• RECORDS
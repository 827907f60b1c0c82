use std::path::Path;

use crate::error::DashboardError;
use crate::load_clean::load_records;
use crate::models::{RawRecord, Record};

/// Drop rows without a GDP value or a per-capita CO₂ value, keeping file order.
pub fn clean_records(raw: Vec<RawRecord>) -> Vec<Record> {
    raw.into_iter().filter_map(Record::from_raw).collect()
}

/// The cleaned observations for the whole process lifetime.
#[derive(Debug, Clone, PartialEq)]
pub struct Dataset {
    records: Vec<Record>,
    rows_read: usize,
}

impl Dataset {
    pub fn from_raw(raw: Vec<RawRecord>) -> Self {
        let rows_read = raw.len();
        Self {
            records: clean_records(raw),
            rows_read,
        }
    }

    /// Load and clean the file at `path`.
    pub fn load(path: impl AsRef<Path>) -> Result<Self, DashboardError> {
        Ok(Self::from_raw(load_records(path)?))
    }

    pub fn records(&self) -> &[Record] {
        &self.records
    }

    pub fn rows_read(&self) -> usize {
        self.rows_read
    }

    pub fn rows_dropped(&self) -> usize {
        self.rows_read - self.records.len()
    }

    pub fn len(&self) -> usize {
        self.records.len()
    }

    pub fn is_empty(&self) -> bool {
        self.records.is_empty()
    }
}
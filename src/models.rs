use serde::{de, Deserialize, Deserializer};

/// Cell values the merged file uses for "no observation".
const NULL_TOKENS: [&str; 5] = ["", "nan", "na", "null", "n/a"];

/// One row of the merged CO₂/GDP file, exactly as read.
#[derive(Debug, Clone, PartialEq, Deserialize)]
pub struct RawRecord {
    #[serde(rename = "Country Name")]
    pub country: String,

    #[serde(rename = "Year", deserialize_with = "de_year")]
    pub year: i32,

    #[serde(rename = "GDP_Value", deserialize_with = "de_nullable")]
    pub gdp_value: Option<f64>,

    #[serde(rename = "co2", deserialize_with = "de_nullable")]
    pub co2: Option<f64>,

    #[serde(rename = "co2_per_capita", deserialize_with = "de_nullable")]
    pub co2_per_capita: Option<f64>,
}

/// A cleaned country-year observation. GDP and per-capita CO₂ are always present.
#[derive(Debug, Clone, PartialEq)]
pub struct Record {
    pub country: String,
    pub year: i32,
    pub gdp_value: f64,
    /// Total emissions in million metric tons; the file may leave it blank.
    pub co2: Option<f64>,
    pub co2_per_capita: f64,
}

impl Record {
    /// Returns `None` when GDP or per-capita CO₂ is missing.
    pub fn from_raw(raw: RawRecord) -> Option<Record> {
        Some(Record {
            gdp_value: raw.gdp_value?,
            co2_per_capita: raw.co2_per_capita?,
            country: raw.country,
            year: raw.year,
            co2: raw.co2,
        })
    }
}

pub(crate) fn is_null_token(value: &str) -> bool {
    let value = value.trim();
    NULL_TOKENS.iter().any(|token| value.eq_ignore_ascii_case(token))
}

pub(crate) fn parse_nullable(value: &str) -> Result<Option<f64>, String> {
    if is_null_token(value) {
        return Ok(None);
    }
    let value = value.trim();
    match value.parse::<f64>() {
        Ok(number) if number.is_finite() => Ok(Some(number)),
        Ok(_) => Err(format!("`{value}` is not a finite number")),
        Err(_) => Err(format!("`{value}` is not a number")),
    }
}

pub(crate) fn parse_year(value: &str) -> Result<i32, String> {
    let value = value.trim();
    if is_null_token(value) {
        return Err("year is missing".to_string());
    }
    if let Ok(year) = value.parse::<i32>() {
        return Ok(year);
    }
    // Dataframe exports write integer columns with nulls as floats ("2020.0").
    match value.parse::<f64>() {
        Ok(year) if year.fract() == 0.0 && year.abs() <= i32::MAX as f64 => Ok(year as i32),
        _ => Err(format!("`{value}` is not a year")),
    }
}

fn de_nullable<'de, D: Deserializer<'de>>(deserializer: D) -> Result<Option<f64>, D::Error> {
    let raw = String::deserialize(deserializer)?;
    parse_nullable(&raw).map_err(de::Error::custom)
}

fn de_year<'de, D: Deserializer<'de>>(deserializer: D) -> Result<i32, D::Error> {
    let raw = String::deserialize(deserializer)?;
    parse_year(&raw).map_err(de::Error::custom)
}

• EXERCISE
Using the listing above, retype each line exactly.

• SOLVED EXERCISE
repository 827907f60b1c0c82
use std::path::Path;

use crate::error::DashboardError;
use crate::load_clean::load_records;
use crate::models::{RawRecord, Record};

/// Drop rows without a GDP value or a per-capita CO₂ value, keeping file order.
pub fn clean_records(raw: Vec<RawRecord>) -> Vec<Record> {
    raw.into_iter().filter_map(Record::from_raw).collect()
}

/// The cleaned observations for the whole process lifetime.
#[derive(Debug, Clone, PartialEq)]
pub struct Dataset {
    records: Vec<Record>,
    rows_read: usize,
}

impl Dataset {
    pub fn from_raw(raw: Vec<RawRecord>) -> Self {
        let rows_read = raw.len();
        Self {
            records: clean_records(raw),
            rows_read,
        }
    }

    /// Load and clean the file at `path`.
    pub fn load(path: impl AsRef<Path>) -> Result<Self, DashboardError> {
        Ok(Self::from_raw(load_records(path)?))
    }

    pub fn records(&self) -> &[Record] {
        &self.records
    }

    pub fn rows_read(&self) -> usize {
        self.rows_read
    }

    pub fn rows_dropped(&self) -> usize {
        self.rows_read - self.records.len()
    }

    pub fn len(&self) -> usize {
        self.records.len()
    }

    pub fn is_empty(&self) -> bool {
        self.records.is_empty()
    }
}
filename src/models.rs
use serde::{de, Deserialize, Deserializer};

/// Cell values the merged file uses for "no observation".
const NULL_TOKENS: [&str; 5] = ["", "nan", "na", "null", "n/a"];

/// One row of the merged CO₂/GDP file, exactly as read.
#[derive(Debug, Clone, PartialEq, Deserialize)]
pub struct RawRecord {
    #[serde(rename = "Country Name")]
    pub country: String,

    #[serde(rename = "Year", deserialize_with = "de_year")]
    pub year: i32,

    #[serde(rename = "GDP_Value", deserialize_with = "de_nullable")]
    pub gdp_value: Option<f64>,

    #[serde(rename = "co2", deserialize_with = "de_nullable")]
    pub co2: Option<f64>,

    #[serde(rename = "co2_per_capita", deserialize_with = "de_nullable")]
    pub co2_per_capita: Option<f64>,
}

/// A cleaned country-year observation. GDP and per-capita CO₂ are always present.
#[derive(Debug, Clone, PartialEq)]
pub struct Record {
    pub country: String,
    pub year: i32,
    pub gdp_value: f64,
    /// Total emissions in million metric tons; the file may leave it blank.
    pub co2: Option<f64>,
    pub co2_per_capita: f64,
}

impl Record {
    /// Returns `None` when GDP or per-capita CO₂ is missing.
    pub fn from_raw(raw: RawRecord) -> Option<Record> {
        Some(Record {
            gdp_value: raw.gdp_value?,
            co2_per_capita: raw.co2_per_capita?,
            country: raw.country,
            year: raw.year,
            co2: raw.co2,
        })
    }
}

pub(crate) fn is_null_token(value: &str) -> bool {
    let value = value.trim();
    NULL_TOKENS.iter().any(|token| value.eq_ignore_ascii_case(token))
}

pub(crate) fn parse_nullable(value: &str) -> Result<Option<f64>, String> {
    if is_null_token(value) {
        return Ok(None);
    }
    let value = value.trim();
    match value.parse::<f64>() {
        Ok(number) if number.is_finite() => Ok(Some(number)),
        Ok(_) => Err(format!("`{value}` is not a finite number")),
        Err(_) => Err(format!("`{value}` is not a number")),
    }
}

pub(crate) fn parse_year(value: &str) -> Result<i32, String> {
    let value = value.trim();
    if is_null_token(value) {
        return Err("year is missing".to_string());
    }
    if let Ok(year) = value.parse::<i32>() {
        return Ok(year);
    }
    // Dataframe exports write integer columns with nulls as floats ("2020.0").
    match value.parse::<f64>() {
        Ok(year) if year.fract() == 0.0 && year.abs() <= i32::MAX as f64 => Ok(year as i32),
        _ => Err(format!("`{value}` is not a year")),
    }
}

fn de_nullable<'de, D: Deserializer<'de>>(deserializer: D) -> Result<Option<f64>, D::Error> {
    let raw = String::deserialize(deserializer)?;
    parse_nullable(&raw).map_err(de::Error::custom)
}

fn de_year<'de, D: Deserializer<'de>>(deserializer: D) -> Result<i32, D::Error> {
    let raw = String::deserialize(deserializer)?;
    parse_year(&raw).map_err(de::Error::custom)
}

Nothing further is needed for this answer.